D. A. Leckie, L. F. Krystinik

Sequence stratigraphy has been hailed as a magic elixir to cure exploration problems in mature and frontier basins. Yet, like most cure-alls, analyses of modern depositional systems show that critical assumptions regarding sequence stratigraphy merit further review. An example from the modern Canterbury Plains, New Zealand, demonstrates some of the potential pitfalls of sequence stratigraphy and its application to hydrocarbon exploration.

The Canterbury Plains, New Zealand, bounded by the Southern Alps and Pacific Ocean, are 60 km wide and 185 km long, and traversed by four large gravel rivers. The Canterbury basin is up to 750 m deep, filled primarily with gravel. The coastline is wave dominated and microtidal, with high rates of north-directed longshore drift.
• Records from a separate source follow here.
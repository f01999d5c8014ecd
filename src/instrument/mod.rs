//! Source instrumentation of the entry routine
//!
//! Turns an uninstrumented routine into one that records its own call tree:
//!
//! ```text
//! source → signature (tracking params) → call sites (depth + parent) → body (node + returns)
//! ```
//!
//! - [`splitter`]: nesting-aware parameter/argument list splitting
//! - [`signature`]: locating the declaration, appending tracking parameters
//! - [`call_sites`]: passing trace context through recursive calls
//! - [`body`]: node creation prologue and return capture
//!
//! All of it is textual. Strings and comments are recognized (see [`scan`])
//! but the routine is otherwise not parsed, so the rewriting follows the
//! conventional surface syntax only.

pub mod body;
pub mod call_sites;
pub mod scan;
pub mod signature;
pub mod splitter;

pub use call_sites::rewrite_recursive_calls;
pub use signature::{augment_signature, locate_declaration, Declaration};
pub use splitter::split_parameters;

use crate::interpreter::constants::DEFAULT_ENTRY_NAME;
use thiserror::Error;

/// Structural problems with the routine text
#[derive(Debug, Clone, PartialEq, Eq, Error)]
pub enum InstrumentError {
    #[error("No top-level declaration 'function {name}(...)' found")]
    RoutineNotFound { name: String },

    #[error("Malformed declaration of '{name}': {reason}")]
    MalformedDeclaration { name: String, reason: String },
}

/// Instrumented routine text plus what was learned about its signature
#[derive(Debug, Clone, PartialEq, Eq)]
pub struct InstrumentedRoutine {
    /// The whole program with the entry routine instrumented
    pub source: String,
    /// Declared parameter names, tracking parameters excluded
    pub params: Vec<String>,
    /// Number of user parameters
    pub arity: usize,
}

#[derive(Debug, Clone)]
pub struct Instrumenter {
    entry_name: String,
}

impl Instrumenter {
    pub fn new(entry_name: impl Into<String>) -> Self {
        Instrumenter {
            entry_name: entry_name.into(),
        }
    }

    pub fn entry_name(&self) -> &str {
        &self.entry_name
    }

    pub fn instrument(&self, source: &str) -> Result<InstrumentedRoutine, InstrumentError> {
        body::inject(source, &self.entry_name)
    }
}

impl Default for Instrumenter {
    fn default() -> Self {
        Instrumenter::new(DEFAULT_ENTRY_NAME)
    }
}

#[cfg(test)]
mod tests {
    use super::*;

    #[test]
    fn test_custom_entry_name() {
        let routine = Instrumenter::new("walk")
            .instrument("function walk(node) { return walk(node.next); }")
            .unwrap();
        assert!(routine
            .source
            .contains("walk(node.next, depthRecursionGraph + 1, currentNode)"));
    }

    #[test]
    fn test_error_messages() {
        let err = Instrumenter::default().instrument("let x;").unwrap_err();
        assert_eq!(
            err.to_string(),
            "No top-level declaration 'function fn(...)' found"
        );
    }
}
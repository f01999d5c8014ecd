//! One traced-and-laid-out run, with the caller-side guards applied
//!
//! [`TraceSession`] is the boundary the CLI and the viewer talk to. It runs
//! the executor with the node ceiling as its node limit, so oversized runs
//! stop as soon as they cross it, and lays the tree out. Runs take `&mut self`, so a session never has two runs in flight.

use crate::interpreter::constants::DEFAULT_MAX_NODES;
use crate::layout::{LayoutConfig, TreeLayout};
use crate::trace::executor::{TraceError, TraceExecutor, TraceOptions, TraceRun};
use serde::Serialize;

/// A trace ready to render
#[derive(Debug, Clone)]
pub struct Visualization {
    pub run: TraceRun,
    pub layout: TreeLayout,
}

/// JSON shape handed to external renderers
#[derive(Serialize)]
#[serde(rename_all = "camelCase")]
pub struct VisualizationExport<'a> {
    pub entry: &'a str,
    pub node_count: usize,
    pub result: &'a crate::trace::node::TraceValue,
    pub trace: &'a crate::trace::node::Trace,
    pub layout: &'a TreeLayout,
    pub output: &'a [String],
}

#[derive(Debug, Clone)]
pub struct TraceSession {
    executor: TraceExecutor,
    max_nodes: usize,
    layout_config: LayoutConfig,
    runs: usize,
}

impl TraceSession {
    /// A session whose ceiling is `options.limits.max_nodes`, or
    /// [`DEFAULT_MAX_NODES`] when that is unset
    pub fn new(mut options: TraceOptions) -> Self {
        let max_nodes = options.limits.max_nodes.unwrap_or(DEFAULT_MAX_NODES);
        options.limits.max_nodes = Some(max_nodes);
        TraceSession {
            executor: TraceExecutor::new(options),
            max_nodes,
            layout_config: LayoutConfig::default(),
            runs: 0,
        }
    }

    pub fn with_max_nodes(mut self, max_nodes: usize) -> Self {
        let mut options = self.executor.options().clone();
        options.limits.max_nodes = Some(max_nodes);
        self.executor = TraceExecutor::new(options);
        self.max_nodes = max_nodes;
        self
    }

    pub fn with_layout(mut self, config: LayoutConfig) -> Self {
        self.layout_config = config;
        self
    }

    pub fn options(&self) -> &TraceOptions {
        self.executor.options()
    }

    pub fn max_nodes(&self) -> usize {
        self.max_nodes
    }

    /// Completed runs so far
    pub fn runs(&self) -> usize {
        self.runs
    }

    /// Trace `source` with `args` under the node ceiling, then lay out
    pub fn visualize(
        &mut self,
        source: &str,
        args: Option<&str>,
    ) -> Result<Visualization, TraceError> {
        let run = self.executor.run(source, args)?;
        tracing::debug!(nodes = run.trace.len(), limit = self.max_nodes, "laying out trace");

        let layout = TreeLayout::compute(&run.trace, self.layout_config).ok_or(
            TraceError::Execution(crate::interpreter::errors::RuntimeError::InconsistentTrace {
                reason: "the entry routine was never invoked".to_string(),
            }),
        )?;

        self.runs += 1;
        Ok(Visualization { run, layout })
    }
}

impl Default for TraceSession {
    fn default() -> Self {
        TraceSession::new(TraceOptions::default())
    }
}

impl Visualization {
    pub fn export<'a>(&'a self, entry: &'a str) -> VisualizationExport<'a> {
        VisualizationExport {
            entry,
            node_count: self.run.trace.len(),
            result: &self.run.result,
            trace: &self.run.trace,
            layout: &self.layout,
            output: &self.run.output,
        }
    }
}
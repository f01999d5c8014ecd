//! Call-tree recording
//!
//! - [`node`]: the trace data model and its invariants
//! - [`context`]: the per-run builder the interpreter records into
//! - [`executor`]: runs a routine under one of the trace strategies

pub mod context;
pub mod executor;
pub mod node;

pub use context::TraceContext;
pub use executor::{TraceError, TraceExecutor, TraceOptions, TraceRun, TraceStrategy};
pub use node::{Trace, TraceDefect, TraceNode, TraceValue};
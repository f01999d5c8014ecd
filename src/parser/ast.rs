// AST (Abstract Syntax Tree) definitions for the routine interpreter

use std::rc::Rc;

/// Source location information for error reporting
#[derive(Debug, Clone, Copy, PartialEq, Eq, Default)]
pub struct SourceLocation {
    pub line: usize,
    pub column: usize,
}

impl SourceLocation {
    pub fn new(line: usize, column: usize) -> Self {
        Self { line, column }
    }
}

/// Binary operators
#[derive(Debug, Clone, Copy, PartialEq, Eq)]
pub enum BinOp {
    // Arithmetic
    Add,
    Sub,
    Mul,
    Div,
    Mod,
    Pow,
    // Comparison
    Eq,
    Ne,
    StrictEq,
    StrictNe,
    Lt,
    Le,
    Gt,
    Ge,
    In,
    // Logical (short-circuit)
    And,
    Or,
    Nullish,
}

impl BinOp {
    /// The operator as written in source, used in error messages
    pub fn symbol(self) -> &'static str {
        match self {
            BinOp::Add => "+",
            BinOp::Sub => "-",
            BinOp::Mul => "*",
            BinOp::Div => "/",
            BinOp::Mod => "%",
            BinOp::Pow => "**",
            BinOp::Eq => "==",
            BinOp::Ne => "!=",
            BinOp::StrictEq => "===",
            BinOp::StrictNe => "!==",
            BinOp::Lt => "<",
            BinOp::Le => "<=",
            BinOp::Gt => ">",
            BinOp::Ge => ">=",
            BinOp::In => "in",
            BinOp::And => "&&",
            BinOp::Or => "||",
            BinOp::Nullish => "??",
        }
    }
}

/// Unary operators
#[derive(Debug, Clone, Copy, PartialEq, Eq)]
pub enum UnOp {
    Neg,     // -x
    Plus,    // +x
    Not,     // !x
    TypeOf,  // typeof x
    PreInc,  // ++x
    PreDec,  // --x
    PostInc, // x++
    PostDec, // x--
}

/// Declaration keyword of a variable binding
#[derive(Debug, Clone, Copy, PartialEq, Eq)]
pub enum DeclKind {
    Let,
    Const,
    Var,
}

/// Function parameter, optionally with a default value expression
#[derive(Debug, Clone)]
pub struct Param {
    pub name: String,
    pub default: Option<Box<AstNode>>,
}

/// A declared function. Shared via `Rc` so function values stay cheap to copy.
#[derive(Debug, Clone)]
pub struct FunctionDef {
    pub name: String,
    pub params: Vec<Param>,
    pub body: Vec<AstNode>,
    pub location: SourceLocation,
}

/// One `name = init` entry of a `let`/`const`/`var` statement
#[derive(Debug, Clone)]
pub struct Declarator {
    pub name: String,
    pub init: Option<Box<AstNode>>,
}

/// AST nodes representing statements and expressions
#[derive(Debug, Clone)]
pub enum AstNode {
    // Declarations
    FunctionDecl(Rc<FunctionDef>),
    VarDecl {
        kind: DeclKind,
        declarations: Vec<Declarator>,
        location: SourceLocation,
    },

    // Statements
    Return {
        expr: Option<Box<AstNode>>,
        location: SourceLocation,
    },
    If {
        condition: Box<AstNode>,
        then_branch: Vec<AstNode>,
        else_branch: Option<Vec<AstNode>>,
        location: SourceLocation,
    },
    While {
        condition: Box<AstNode>,
        body: Vec<AstNode>,
        location: SourceLocation,
    },
    DoWhile {
        body: Vec<AstNode>,
        condition: Box<AstNode>,
        location: SourceLocation,
    },
    For {
        init: Option<Box<AstNode>>,
        condition: Option<Box<AstNode>>,
        increment: Option<Box<AstNode>>,
        body: Vec<AstNode>,
        location: SourceLocation,
    },
    ForOf {
        kind: DeclKind,
        name: String,
        iterable: Box<AstNode>,
        body: Vec<AstNode>,
        location: SourceLocation,
    },
    Break {
        location: SourceLocation,
    },
    Continue {
        location: SourceLocation,
    },
    Block {
        statements: Vec<AstNode>,
        location: SourceLocation,
    },
    ExpressionStatement {
        expr: Box<AstNode>,
        location: SourceLocation,
    },

    // Expressions
    NumberLiteral(f64, SourceLocation),
    StringLiteral(String, SourceLocation),
    BoolLiteral(bool, SourceLocation),
    Null {
        location: SourceLocation,
    },
    Undefined {
        location: SourceLocation,
    },
    Variable(String, SourceLocation),
    ArrayLiteral {
        elements: Vec<AstNode>,
        location: SourceLocation,
    },
    ObjectLiteral {
        properties: Vec<(String, AstNode)>,
        location: SourceLocation,
    },
    Spread {
        expr: Box<AstNode>,
        location: SourceLocation,
    },
    Assignment {
        lhs: Box<AstNode>,
        rhs: Box<AstNode>,
        location: SourceLocation,
    },
    CompoundAssignment {
        lhs: Box<AstNode>,
        op: BinOp,
        rhs: Box<AstNode>,
        location: SourceLocation,
    },
    BinaryOp {
        op: BinOp,
        left: Box<AstNode>,
        right: Box<AstNode>,
        location: SourceLocation,
    },
    UnaryOp {
        op: UnOp,
        operand: Box<AstNode>,
        location: SourceLocation,
    },
    TernaryOp {
        condition: Box<AstNode>,
        true_expr: Box<AstNode>,
        false_expr: Box<AstNode>,
        location: SourceLocation,
    },
    FunctionCall {
        name: String,
        args: Vec<AstNode>,
        location: SourceLocation,
    },
    MethodCall {
        object: Box<AstNode>,
        method: String,
        args: Vec<AstNode>,
        location: SourceLocation,
    },
    New {
        constructor: String,
        args: Vec<AstNode>,
        location: SourceLocation,
    },
    MemberAccess {
        object: Box<AstNode>,
        member: String,
        location: SourceLocation,
    },
    IndexAccess {
        object: Box<AstNode>,
        index: Box<AstNode>,
        location: SourceLocation,
    },
}

impl AstNode {
    /// Get the source location of this node
    pub fn location(&self) -> SourceLocation {
        match self {
            AstNode::FunctionDecl(def) => def.location,
            AstNode::VarDecl { location, .. }
            | AstNode::Return { location, .. }
            | AstNode::If { location, .. }
            | AstNode::While { location, .. }
            | AstNode::DoWhile { location, .. }
            | AstNode::For { location, .. }
            | AstNode::ForOf { location, .. }
            | AstNode::Break { location }
            | AstNode::Continue { location }
            | AstNode::Block { location, .. }
            | AstNode::ExpressionStatement { location, .. }
            | AstNode::Null { location }
            | AstNode::Undefined { location }
            | AstNode::ArrayLiteral { location, .. }
            | AstNode::ObjectLiteral { location, .. }
            | AstNode::Spread { location, .. }
            | AstNode::Assignment { location, .. }
            | AstNode::CompoundAssignment { location, .. }
            | AstNode::BinaryOp { location, .. }
            | AstNode::UnaryOp { location, .. }
            | AstNode::TernaryOp { location, .. }
            | AstNode::FunctionCall { location, .. }
            | AstNode::MethodCall { location, .. }
            | AstNode::New { location, .. }
            | AstNode::MemberAccess { location, .. }
            | AstNode::IndexAccess { location, .. } => *location,
            AstNode::NumberLiteral(_, loc)
            | AstNode::StringLiteral(_, loc)
            | AstNode::BoolLiteral(_, loc)
            | AstNode::Variable(_, loc) => *loc,
        }
    }
}

/// Top-level program structure
#[derive(Debug, Clone, Default)]
pub struct Program {
    pub nodes: Vec<AstNode>, // Top-level statements in source order
}

impl Program {
    pub fn new() -> Self {
        Program::default()
    }

    /// Find a top-level function declaration by name
    pub fn function(&self, name: &str) -> Option<&Rc<FunctionDef>> {
        self.nodes.iter().find_map(|node| match node {
            AstNode::FunctionDecl(def) if def.name == name => Some(def),
            _ => None,
        })
    }
}
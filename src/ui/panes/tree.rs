//! Call-tree pane
//!
//! Draws the positioned tree on a braille canvas. Layout pixels map straight
//! to canvas units, with the y axis flipped so the root sits at the top. Only
//! nodes the playback has reached are drawn; connectors appear once both ends
//! are visible.

use crate::layout::TreeLayout;
use crate::playback::{NodeState, Playback};
use crate::ui::theme::DEFAULT_THEME;
use ratatui::{
    layout::Rect,
    style::{Modifier, Style},
    symbols::Marker,
    text::{Line, Span},
    widgets::{
        canvas::{Canvas, Circle, Line as Connector},
        Block, Borders,
    },
    Frame,
};

/// Pan (in layout pixels) and zoom, adjusted from the keyboard
#[derive(Debug, Clone, Copy)]
pub struct TreeViewport {
    pub pan_x: f64,
    pub pan_y: f64,
    /// 1.0 fits the whole tree
    pub zoom: f64,
}

impl TreeViewport {
    pub fn new() -> Self {
        TreeViewport {
            pan_x: 0.0,
            pan_y: 0.0,
            zoom: 1.0,
        }
    }
}

impl Default for TreeViewport {
    fn default() -> Self {
        TreeViewport::new()
    }
}

pub fn render_tree_pane(
    frame: &mut Frame,
    area: Rect,
    layout: &TreeLayout,
    playback: &Playback,
    viewport: &TreeViewport,
    is_focused: bool,
) {
    let border_style = if is_focused {
        Style::default()
            .fg(DEFAULT_THEME.border_focused)
            .add_modifier(Modifier::BOLD)
    } else {
        Style::default().fg(DEFAULT_THEME.border_normal)
    };

    let (drawn, total) = playback.progress();
    let block = Block::default()
        .title(format!(" Call Tree ({}/{}) ", drawn, total))
        .borders(Borders::ALL)
        .border_style(border_style);

    let config = *layout.config();
    let half = config.node_size / 2.0;
    let radius = half * 0.6;

    // Room for a label row above the root and below the deepest row
    let full_width = layout.width.max(config.node_size);
    let full_height = layout.height + config.node_size;
    let zoom = viewport.zoom.max(0.1);
    let span_x = full_width / zoom;
    let span_y = full_height / zoom;
    let center_x = full_width / 2.0 + viewport.pan_x;
    let center_y = -(full_height / 2.0) + config.node_size / 2.0 - viewport.pan_y;
    let x_bounds = [center_x - span_x / 2.0, center_x + span_x / 2.0];
    let y_bounds = [center_y - span_y / 2.0, center_y + span_y / 2.0];

    // Canvas units covered by one terminal cell, for centering text
    let inner_width = area.width.saturating_sub(2).max(1) as f64;
    let cell_width = span_x / inner_width;

    let trace = playback.trace();
    let center = |id: usize| -> Option<(f64, f64)> {
        layout
            .node(id)
            .map(|n| (n.x_position + half, -(n.y_position + half)))
    };
    let centered_x = |x: f64, text: &str| x - (text.chars().count() as f64 * cell_width) / 2.0;

    let canvas = Canvas::default()
        .block(block)
        .marker(Marker::Braille)
        .x_bounds(x_bounds)
        .y_bounds(y_bounds)
        .paint(move |ctx| {
            for node in &trace.nodes {
                if playback.node_state(node.id) == NodeState::Hidden {
                    continue;
                }
                let Some((x1, y1)) = center(node.id) else {
                    continue;
                };
                for &child in &node.children {
                    if playback.node_state(child) == NodeState::Hidden {
                        continue;
                    }
                    if let Some((x2, y2)) = center(child) {
                        ctx.draw(&Connector {
                            x1,
                            y1: y1 - radius,
                            x2,
                            y2: y2 + radius,
                            color: DEFAULT_THEME.connector,
                        });
                    }
                }
            }

            ctx.layer();

            for node in &trace.nodes {
                let state = playback.node_state(node.id);
                let color = match state {
                    NodeState::Hidden => continue,
                    NodeState::Active => DEFAULT_THEME.node_active,
                    NodeState::Returned => DEFAULT_THEME.node_returned,
                };
                let Some((x, y)) = center(node.id) else {
                    continue;
                };
                ctx.draw(&Circle {
                    x,
                    y,
                    radius,
                    color,
                });

                let params = node.format_params();
                ctx.print(
                    centered_x(x, &params),
                    y - half,
                    Line::from(Span::styled(params, Style::default().fg(DEFAULT_THEME.fg))),
                );

                if state == NodeState::Returned && node.return_value.is_some() {
                    let value = node.format_return();
                    ctx.print(
                        centered_x(x, &value),
                        y + half,
                        Line::from(Span::styled(
                            value,
                            Style::default()
                                .fg(DEFAULT_THEME.return_value)
                                .add_modifier(Modifier::BOLD),
                        )),
                    );
                }
            }
        });

    frame.render_widget(canvas, area);
}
The southern coast is transgressive with 22 m wave-cut cliffs in Pleistocene gravel. Beaches are gravel and sand. Coastal erosion at approximately 1 m/yr steepens the fluvial gradient, causing the rivers to incise 1.5-4.2 mm/yr during the present highstand. Kilometer-wide river mouths have incised into the regional flood plain, with the amount of incision decreasing inland. There are only minimal estuarine conditions at the mouths of the incised valleys. River eadwaters in the Southern Alps are uplifting, tectonically causing incision, which decreases seaward. Thus, fluvial incision takes place in the west due to mountain uplift and in the east due to the transgressing shoreline. A zone of null valley incision occurs 8-15 km from the coast. Existing sequence stratigraphic models suggest that downcutting should occur during falling sea level, not during transgression.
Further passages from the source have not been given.